Collected data:
--------------------------------

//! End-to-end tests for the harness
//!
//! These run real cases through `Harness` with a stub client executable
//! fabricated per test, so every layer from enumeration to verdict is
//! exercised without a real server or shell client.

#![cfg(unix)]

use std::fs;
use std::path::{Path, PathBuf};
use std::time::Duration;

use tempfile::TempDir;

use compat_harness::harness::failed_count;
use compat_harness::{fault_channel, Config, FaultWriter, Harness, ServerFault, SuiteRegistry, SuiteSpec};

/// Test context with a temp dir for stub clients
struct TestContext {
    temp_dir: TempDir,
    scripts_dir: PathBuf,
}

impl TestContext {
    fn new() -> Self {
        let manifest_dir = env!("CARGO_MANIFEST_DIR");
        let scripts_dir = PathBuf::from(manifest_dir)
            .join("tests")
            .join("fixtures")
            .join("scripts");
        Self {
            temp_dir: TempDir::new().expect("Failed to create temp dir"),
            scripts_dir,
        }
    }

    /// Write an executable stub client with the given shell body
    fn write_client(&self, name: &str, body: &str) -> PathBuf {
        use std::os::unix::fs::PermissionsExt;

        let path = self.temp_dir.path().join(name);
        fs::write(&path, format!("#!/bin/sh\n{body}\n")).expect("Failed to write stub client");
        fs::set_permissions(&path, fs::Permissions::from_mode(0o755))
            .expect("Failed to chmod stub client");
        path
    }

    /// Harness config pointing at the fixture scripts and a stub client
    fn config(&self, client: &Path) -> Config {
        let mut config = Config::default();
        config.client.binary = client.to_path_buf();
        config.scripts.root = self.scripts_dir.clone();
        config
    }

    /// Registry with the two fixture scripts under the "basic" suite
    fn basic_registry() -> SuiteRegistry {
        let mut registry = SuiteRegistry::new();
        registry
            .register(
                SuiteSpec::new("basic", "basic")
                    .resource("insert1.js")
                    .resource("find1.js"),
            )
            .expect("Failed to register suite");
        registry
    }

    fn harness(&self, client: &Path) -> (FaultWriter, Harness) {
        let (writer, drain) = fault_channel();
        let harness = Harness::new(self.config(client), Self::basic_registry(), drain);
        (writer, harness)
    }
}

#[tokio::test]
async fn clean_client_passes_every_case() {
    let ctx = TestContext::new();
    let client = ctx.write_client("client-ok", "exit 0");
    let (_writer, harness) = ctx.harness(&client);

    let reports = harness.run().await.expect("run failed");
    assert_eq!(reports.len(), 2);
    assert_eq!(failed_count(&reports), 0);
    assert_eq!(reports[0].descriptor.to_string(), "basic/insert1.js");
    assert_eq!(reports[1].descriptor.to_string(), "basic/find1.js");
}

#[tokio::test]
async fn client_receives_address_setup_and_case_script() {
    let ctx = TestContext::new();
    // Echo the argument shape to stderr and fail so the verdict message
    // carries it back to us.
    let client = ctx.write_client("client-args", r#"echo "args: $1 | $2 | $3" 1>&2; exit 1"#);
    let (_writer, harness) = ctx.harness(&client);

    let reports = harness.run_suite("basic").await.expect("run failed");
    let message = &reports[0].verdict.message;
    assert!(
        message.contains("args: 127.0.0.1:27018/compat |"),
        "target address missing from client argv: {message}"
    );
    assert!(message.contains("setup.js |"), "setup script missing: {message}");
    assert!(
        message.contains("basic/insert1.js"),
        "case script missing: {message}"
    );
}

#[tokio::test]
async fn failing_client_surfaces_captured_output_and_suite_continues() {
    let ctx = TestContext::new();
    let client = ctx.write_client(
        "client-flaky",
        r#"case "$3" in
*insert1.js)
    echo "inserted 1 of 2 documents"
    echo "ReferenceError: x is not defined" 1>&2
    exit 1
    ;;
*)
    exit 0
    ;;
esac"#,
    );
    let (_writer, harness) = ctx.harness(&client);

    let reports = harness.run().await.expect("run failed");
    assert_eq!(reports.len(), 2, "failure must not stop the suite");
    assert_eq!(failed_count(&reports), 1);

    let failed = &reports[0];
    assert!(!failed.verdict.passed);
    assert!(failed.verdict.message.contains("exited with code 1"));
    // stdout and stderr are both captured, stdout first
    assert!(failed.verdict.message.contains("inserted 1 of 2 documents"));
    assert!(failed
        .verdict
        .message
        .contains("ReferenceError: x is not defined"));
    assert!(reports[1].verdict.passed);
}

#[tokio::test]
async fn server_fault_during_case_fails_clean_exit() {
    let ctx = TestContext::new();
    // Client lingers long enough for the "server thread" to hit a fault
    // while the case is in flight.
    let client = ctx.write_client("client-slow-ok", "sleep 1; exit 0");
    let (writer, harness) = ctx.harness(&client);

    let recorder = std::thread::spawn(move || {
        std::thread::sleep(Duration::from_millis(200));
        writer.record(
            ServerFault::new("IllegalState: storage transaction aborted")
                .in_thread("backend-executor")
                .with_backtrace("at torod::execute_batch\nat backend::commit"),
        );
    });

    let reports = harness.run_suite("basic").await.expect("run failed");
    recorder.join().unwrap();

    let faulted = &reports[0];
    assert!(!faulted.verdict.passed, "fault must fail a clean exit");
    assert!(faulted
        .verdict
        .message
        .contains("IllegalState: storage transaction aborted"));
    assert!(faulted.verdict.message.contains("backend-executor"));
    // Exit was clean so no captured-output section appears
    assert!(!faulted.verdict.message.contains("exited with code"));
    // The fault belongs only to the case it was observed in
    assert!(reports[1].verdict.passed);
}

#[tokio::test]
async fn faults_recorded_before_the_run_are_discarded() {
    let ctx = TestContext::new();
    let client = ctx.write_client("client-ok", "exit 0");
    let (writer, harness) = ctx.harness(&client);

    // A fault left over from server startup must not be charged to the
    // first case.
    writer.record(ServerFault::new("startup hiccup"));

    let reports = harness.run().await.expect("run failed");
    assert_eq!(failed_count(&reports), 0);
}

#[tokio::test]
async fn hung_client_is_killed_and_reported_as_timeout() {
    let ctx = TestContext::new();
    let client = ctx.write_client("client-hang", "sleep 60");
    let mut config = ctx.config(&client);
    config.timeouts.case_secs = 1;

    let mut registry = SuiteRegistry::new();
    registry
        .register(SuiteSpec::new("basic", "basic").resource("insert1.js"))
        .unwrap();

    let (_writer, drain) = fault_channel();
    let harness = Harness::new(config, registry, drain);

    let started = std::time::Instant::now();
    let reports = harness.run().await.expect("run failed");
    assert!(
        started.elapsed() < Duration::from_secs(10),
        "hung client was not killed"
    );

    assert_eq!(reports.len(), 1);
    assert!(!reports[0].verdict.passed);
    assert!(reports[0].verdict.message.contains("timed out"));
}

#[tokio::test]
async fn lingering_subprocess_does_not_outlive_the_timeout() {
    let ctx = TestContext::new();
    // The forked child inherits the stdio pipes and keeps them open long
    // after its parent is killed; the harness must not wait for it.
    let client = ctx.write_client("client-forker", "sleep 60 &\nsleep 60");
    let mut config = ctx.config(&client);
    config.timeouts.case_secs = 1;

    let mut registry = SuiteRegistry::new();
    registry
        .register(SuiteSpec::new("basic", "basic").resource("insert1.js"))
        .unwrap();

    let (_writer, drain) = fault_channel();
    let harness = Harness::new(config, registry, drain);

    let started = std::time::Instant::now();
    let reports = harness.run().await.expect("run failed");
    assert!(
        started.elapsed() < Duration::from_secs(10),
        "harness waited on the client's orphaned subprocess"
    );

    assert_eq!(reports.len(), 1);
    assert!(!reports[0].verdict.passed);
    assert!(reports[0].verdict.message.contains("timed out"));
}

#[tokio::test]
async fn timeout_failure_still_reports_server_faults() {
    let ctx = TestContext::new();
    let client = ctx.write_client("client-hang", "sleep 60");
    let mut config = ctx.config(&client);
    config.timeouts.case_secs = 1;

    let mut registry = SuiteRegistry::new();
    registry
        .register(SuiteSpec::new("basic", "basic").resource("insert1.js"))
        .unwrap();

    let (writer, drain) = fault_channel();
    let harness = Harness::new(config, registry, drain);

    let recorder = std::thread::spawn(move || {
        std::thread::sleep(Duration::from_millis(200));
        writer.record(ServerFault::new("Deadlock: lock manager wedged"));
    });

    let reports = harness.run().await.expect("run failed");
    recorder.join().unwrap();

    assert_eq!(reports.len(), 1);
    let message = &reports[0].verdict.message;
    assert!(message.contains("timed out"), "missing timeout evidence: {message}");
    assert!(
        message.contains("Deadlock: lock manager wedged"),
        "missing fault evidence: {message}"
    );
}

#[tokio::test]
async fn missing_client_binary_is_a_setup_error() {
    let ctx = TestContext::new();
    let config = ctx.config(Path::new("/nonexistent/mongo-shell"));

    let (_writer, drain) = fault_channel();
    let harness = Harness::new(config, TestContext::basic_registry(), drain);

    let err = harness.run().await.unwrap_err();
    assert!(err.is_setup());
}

--------------------------------

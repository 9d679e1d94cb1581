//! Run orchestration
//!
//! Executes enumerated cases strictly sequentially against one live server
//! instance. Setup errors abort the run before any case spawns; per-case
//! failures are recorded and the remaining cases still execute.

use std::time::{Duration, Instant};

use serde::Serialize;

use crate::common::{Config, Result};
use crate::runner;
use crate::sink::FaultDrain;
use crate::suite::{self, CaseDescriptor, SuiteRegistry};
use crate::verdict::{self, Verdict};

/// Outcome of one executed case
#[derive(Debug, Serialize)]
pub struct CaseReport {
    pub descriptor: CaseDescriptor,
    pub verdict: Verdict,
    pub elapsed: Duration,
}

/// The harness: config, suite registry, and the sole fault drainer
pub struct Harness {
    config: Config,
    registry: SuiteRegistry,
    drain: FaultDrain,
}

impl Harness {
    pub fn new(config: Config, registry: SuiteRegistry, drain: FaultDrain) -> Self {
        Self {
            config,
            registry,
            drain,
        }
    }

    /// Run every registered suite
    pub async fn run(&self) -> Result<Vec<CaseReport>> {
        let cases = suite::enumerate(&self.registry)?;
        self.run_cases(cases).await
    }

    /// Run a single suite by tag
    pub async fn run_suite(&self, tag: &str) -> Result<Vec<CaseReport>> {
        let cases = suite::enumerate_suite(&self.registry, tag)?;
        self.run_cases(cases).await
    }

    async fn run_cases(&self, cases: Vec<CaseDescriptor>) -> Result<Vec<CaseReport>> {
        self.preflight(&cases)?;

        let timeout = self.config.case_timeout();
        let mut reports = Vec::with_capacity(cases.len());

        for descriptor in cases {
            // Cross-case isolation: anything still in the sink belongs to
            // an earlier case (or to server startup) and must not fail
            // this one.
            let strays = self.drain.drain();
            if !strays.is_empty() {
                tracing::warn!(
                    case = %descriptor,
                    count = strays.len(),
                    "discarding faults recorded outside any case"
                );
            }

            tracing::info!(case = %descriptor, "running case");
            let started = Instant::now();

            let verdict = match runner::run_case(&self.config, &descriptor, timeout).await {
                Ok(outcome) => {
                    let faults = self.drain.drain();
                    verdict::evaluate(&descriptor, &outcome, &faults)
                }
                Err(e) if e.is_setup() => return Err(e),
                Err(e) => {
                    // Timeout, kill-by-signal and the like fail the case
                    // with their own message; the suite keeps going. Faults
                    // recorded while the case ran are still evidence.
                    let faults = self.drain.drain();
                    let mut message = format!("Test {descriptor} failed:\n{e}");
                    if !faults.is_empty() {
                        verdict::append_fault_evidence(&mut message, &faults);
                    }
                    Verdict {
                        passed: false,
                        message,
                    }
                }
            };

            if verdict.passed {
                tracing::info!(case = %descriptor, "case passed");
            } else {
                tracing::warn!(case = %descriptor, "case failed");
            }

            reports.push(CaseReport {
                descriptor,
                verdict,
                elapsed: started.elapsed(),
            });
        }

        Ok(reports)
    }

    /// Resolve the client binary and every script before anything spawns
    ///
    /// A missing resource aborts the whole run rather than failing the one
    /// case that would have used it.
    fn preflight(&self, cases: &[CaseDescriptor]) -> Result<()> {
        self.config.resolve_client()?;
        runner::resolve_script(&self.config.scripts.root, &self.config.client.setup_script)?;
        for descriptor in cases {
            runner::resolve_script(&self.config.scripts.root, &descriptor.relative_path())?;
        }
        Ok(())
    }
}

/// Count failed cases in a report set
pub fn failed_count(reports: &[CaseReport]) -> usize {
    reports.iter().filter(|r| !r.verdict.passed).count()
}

--------------------------------

WHAT YOU ARE ASKED TO DO: Every line above with the string "executor" in it should be copied into the answer.

SOLUTION TO THE PROBLEM:
                .in_thread("backend-executor")
    assert!(faulted.verdict.message.contains("backend-executor"));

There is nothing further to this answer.